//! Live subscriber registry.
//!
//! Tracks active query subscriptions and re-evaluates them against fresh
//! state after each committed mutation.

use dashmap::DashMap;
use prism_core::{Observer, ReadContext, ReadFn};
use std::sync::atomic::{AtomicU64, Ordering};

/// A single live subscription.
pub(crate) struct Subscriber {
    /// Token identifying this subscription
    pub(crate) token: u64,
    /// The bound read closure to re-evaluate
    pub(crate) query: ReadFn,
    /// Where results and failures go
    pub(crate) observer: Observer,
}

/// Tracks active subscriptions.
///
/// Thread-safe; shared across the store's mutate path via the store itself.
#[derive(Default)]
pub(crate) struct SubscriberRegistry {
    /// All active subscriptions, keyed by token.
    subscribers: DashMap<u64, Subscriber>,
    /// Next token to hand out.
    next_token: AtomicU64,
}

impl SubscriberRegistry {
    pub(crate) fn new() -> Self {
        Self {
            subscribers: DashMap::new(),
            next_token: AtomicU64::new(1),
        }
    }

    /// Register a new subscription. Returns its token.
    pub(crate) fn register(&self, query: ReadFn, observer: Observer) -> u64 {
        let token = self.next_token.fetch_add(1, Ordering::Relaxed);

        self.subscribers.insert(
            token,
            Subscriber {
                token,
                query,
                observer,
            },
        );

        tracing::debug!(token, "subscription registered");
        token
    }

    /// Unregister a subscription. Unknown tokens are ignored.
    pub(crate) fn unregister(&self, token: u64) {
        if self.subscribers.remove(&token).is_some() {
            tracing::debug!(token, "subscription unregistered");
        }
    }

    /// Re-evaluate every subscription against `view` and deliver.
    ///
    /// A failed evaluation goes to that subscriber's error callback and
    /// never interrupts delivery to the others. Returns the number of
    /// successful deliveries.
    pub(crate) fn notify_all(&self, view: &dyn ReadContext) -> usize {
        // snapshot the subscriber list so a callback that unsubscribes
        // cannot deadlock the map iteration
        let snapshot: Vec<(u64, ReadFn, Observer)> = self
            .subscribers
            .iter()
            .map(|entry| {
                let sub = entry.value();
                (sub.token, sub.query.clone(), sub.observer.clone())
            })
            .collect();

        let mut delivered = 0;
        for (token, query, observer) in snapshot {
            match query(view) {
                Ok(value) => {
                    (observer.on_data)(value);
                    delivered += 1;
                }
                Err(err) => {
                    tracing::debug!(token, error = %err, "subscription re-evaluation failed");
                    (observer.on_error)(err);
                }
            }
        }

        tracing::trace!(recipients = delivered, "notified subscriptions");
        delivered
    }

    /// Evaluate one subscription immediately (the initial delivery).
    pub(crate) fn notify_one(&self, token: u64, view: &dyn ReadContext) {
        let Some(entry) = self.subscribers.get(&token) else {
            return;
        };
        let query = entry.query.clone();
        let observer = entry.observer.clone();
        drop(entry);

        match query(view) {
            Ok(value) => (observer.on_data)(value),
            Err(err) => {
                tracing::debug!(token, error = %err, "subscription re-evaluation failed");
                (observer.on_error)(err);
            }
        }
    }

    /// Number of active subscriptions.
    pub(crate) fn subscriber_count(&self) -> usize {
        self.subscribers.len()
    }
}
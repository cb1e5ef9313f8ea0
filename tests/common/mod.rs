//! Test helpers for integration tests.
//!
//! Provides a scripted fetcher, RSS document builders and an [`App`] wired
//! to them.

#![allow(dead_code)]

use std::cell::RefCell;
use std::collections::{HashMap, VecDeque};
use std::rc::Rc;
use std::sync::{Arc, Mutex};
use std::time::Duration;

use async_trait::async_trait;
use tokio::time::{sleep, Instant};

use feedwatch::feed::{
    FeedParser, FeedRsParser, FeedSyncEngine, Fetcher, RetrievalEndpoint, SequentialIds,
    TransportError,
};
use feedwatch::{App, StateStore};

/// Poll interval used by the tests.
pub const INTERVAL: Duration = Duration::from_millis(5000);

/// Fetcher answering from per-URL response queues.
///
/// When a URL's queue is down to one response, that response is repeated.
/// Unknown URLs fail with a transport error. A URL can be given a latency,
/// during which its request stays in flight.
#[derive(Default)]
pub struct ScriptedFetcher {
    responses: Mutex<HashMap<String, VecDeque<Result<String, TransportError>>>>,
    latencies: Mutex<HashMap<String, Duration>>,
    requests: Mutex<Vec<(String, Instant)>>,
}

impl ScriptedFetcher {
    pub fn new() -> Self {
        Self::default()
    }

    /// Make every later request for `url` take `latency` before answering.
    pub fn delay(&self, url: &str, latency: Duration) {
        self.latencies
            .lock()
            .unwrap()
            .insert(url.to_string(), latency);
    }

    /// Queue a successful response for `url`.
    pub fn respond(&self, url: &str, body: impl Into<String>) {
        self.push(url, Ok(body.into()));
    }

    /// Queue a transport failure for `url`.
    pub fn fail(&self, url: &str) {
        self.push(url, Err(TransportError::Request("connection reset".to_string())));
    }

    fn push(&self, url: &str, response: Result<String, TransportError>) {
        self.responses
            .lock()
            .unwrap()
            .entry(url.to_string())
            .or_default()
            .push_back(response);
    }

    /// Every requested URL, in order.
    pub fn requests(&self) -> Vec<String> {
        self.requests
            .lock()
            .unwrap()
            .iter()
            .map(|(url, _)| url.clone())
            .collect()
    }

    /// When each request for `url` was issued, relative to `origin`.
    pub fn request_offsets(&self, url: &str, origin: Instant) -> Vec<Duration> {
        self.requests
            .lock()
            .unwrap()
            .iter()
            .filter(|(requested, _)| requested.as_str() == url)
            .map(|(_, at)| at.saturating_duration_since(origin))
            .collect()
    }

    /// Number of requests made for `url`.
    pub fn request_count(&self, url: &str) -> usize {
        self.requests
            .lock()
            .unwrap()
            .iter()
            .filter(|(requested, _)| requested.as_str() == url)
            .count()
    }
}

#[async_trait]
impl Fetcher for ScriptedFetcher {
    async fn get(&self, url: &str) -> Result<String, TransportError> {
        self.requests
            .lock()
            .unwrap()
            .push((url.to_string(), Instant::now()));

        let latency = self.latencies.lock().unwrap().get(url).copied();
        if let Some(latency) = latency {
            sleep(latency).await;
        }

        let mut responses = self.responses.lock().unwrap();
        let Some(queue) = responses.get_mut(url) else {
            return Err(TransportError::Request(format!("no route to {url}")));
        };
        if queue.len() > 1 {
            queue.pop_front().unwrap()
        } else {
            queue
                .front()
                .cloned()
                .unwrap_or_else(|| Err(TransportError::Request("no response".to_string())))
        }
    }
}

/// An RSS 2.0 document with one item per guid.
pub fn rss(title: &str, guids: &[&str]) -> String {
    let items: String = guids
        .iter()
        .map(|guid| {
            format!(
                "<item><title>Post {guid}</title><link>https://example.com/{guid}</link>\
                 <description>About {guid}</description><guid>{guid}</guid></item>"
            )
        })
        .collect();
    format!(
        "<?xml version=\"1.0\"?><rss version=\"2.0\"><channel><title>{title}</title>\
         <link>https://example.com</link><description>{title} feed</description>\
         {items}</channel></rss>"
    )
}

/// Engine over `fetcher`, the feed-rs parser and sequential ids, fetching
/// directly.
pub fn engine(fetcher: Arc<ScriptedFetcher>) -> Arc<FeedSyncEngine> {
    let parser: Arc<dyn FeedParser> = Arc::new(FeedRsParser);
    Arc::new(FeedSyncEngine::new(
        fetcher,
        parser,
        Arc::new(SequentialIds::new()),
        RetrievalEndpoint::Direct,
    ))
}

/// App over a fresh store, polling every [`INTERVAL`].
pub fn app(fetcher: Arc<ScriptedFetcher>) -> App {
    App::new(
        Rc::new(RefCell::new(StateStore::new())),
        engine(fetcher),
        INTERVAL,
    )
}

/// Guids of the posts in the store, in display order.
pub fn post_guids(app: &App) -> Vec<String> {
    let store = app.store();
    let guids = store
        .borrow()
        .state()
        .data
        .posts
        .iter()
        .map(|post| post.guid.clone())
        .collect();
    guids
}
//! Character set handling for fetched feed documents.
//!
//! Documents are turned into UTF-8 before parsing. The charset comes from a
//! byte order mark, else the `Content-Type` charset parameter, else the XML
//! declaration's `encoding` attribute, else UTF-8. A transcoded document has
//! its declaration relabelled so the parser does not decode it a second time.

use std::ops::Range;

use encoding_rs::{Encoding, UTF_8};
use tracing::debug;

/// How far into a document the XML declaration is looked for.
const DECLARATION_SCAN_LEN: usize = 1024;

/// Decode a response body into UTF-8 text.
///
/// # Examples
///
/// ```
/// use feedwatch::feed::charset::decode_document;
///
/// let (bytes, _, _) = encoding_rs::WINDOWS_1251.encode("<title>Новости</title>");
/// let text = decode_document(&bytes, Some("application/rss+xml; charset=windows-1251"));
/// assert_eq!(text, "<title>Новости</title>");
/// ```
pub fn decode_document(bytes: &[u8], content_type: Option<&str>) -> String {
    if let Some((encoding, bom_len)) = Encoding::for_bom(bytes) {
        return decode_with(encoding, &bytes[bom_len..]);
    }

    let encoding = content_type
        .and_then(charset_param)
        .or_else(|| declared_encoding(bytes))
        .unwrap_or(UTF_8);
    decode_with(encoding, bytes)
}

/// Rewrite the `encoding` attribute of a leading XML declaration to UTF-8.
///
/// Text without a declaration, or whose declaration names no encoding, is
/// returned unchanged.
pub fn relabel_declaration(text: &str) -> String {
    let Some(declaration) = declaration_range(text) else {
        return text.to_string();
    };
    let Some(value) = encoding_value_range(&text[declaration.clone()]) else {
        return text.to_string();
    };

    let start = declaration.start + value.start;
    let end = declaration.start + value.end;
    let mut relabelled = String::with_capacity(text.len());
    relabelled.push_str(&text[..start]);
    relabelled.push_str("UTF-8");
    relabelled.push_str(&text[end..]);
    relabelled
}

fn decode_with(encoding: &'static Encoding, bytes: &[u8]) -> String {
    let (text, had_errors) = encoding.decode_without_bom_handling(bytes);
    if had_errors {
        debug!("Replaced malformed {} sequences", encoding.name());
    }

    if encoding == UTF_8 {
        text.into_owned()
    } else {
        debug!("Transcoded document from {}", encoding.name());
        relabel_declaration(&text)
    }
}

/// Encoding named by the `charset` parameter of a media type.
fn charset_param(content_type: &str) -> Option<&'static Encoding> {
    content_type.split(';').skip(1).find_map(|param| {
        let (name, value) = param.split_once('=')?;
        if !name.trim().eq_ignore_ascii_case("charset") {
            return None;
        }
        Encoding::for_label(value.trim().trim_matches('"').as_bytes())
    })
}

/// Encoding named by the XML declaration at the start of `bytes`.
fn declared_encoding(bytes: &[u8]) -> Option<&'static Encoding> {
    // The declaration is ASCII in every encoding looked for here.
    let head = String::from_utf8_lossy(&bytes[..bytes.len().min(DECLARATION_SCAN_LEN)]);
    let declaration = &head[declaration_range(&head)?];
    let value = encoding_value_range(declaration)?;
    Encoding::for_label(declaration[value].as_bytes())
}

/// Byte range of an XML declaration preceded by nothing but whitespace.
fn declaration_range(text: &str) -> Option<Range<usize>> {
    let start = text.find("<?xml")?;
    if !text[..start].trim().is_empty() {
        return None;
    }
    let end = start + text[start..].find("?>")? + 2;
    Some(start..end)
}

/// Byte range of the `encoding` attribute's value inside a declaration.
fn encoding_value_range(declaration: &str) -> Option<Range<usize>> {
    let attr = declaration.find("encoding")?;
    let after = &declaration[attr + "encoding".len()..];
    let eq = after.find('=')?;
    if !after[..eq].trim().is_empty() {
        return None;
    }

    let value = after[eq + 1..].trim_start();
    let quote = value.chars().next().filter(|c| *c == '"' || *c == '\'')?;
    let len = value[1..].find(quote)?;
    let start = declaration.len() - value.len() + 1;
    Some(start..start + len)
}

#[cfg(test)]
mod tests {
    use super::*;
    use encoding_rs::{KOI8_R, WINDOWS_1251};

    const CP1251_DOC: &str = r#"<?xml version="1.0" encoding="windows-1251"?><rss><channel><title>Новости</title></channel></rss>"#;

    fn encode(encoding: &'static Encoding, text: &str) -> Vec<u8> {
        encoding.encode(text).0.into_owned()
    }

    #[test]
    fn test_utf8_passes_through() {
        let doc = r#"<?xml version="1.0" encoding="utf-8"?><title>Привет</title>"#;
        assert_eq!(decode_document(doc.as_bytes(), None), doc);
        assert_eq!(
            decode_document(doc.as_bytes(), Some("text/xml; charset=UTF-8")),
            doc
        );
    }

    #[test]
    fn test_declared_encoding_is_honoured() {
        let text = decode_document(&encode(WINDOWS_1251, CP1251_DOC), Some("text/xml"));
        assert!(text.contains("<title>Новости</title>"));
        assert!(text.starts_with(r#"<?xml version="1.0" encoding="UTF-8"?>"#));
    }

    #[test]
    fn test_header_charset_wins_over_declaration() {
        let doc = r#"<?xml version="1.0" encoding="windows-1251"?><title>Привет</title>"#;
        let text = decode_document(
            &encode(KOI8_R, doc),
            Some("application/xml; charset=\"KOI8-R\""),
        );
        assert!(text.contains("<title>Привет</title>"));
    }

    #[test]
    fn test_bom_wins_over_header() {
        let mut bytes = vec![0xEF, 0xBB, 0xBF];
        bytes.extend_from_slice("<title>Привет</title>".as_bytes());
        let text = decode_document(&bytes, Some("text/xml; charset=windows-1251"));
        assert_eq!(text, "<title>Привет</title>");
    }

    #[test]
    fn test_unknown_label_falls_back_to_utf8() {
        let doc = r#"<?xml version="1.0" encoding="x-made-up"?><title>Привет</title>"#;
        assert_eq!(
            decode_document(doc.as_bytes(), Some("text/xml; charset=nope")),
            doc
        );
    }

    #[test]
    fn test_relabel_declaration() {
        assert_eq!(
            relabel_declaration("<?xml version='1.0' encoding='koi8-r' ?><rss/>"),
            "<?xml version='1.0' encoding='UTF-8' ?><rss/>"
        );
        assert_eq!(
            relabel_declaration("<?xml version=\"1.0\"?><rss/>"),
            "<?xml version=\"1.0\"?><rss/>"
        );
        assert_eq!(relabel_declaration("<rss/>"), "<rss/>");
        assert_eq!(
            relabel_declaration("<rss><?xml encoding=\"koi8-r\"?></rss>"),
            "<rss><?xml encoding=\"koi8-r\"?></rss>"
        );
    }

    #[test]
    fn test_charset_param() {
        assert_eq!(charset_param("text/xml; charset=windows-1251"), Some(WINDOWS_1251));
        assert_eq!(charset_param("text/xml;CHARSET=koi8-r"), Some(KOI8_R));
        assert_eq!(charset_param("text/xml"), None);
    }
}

------------------------------------------------------------------------

To do ::
Whenever the word "Ordering" occurs in a line of the listing above, return that line.

Result for this exercise ::
use std::sync::atomic::{AtomicU64, Ordering};
        let token = self.next_token.fetch_add(1, Ordering::Relaxed);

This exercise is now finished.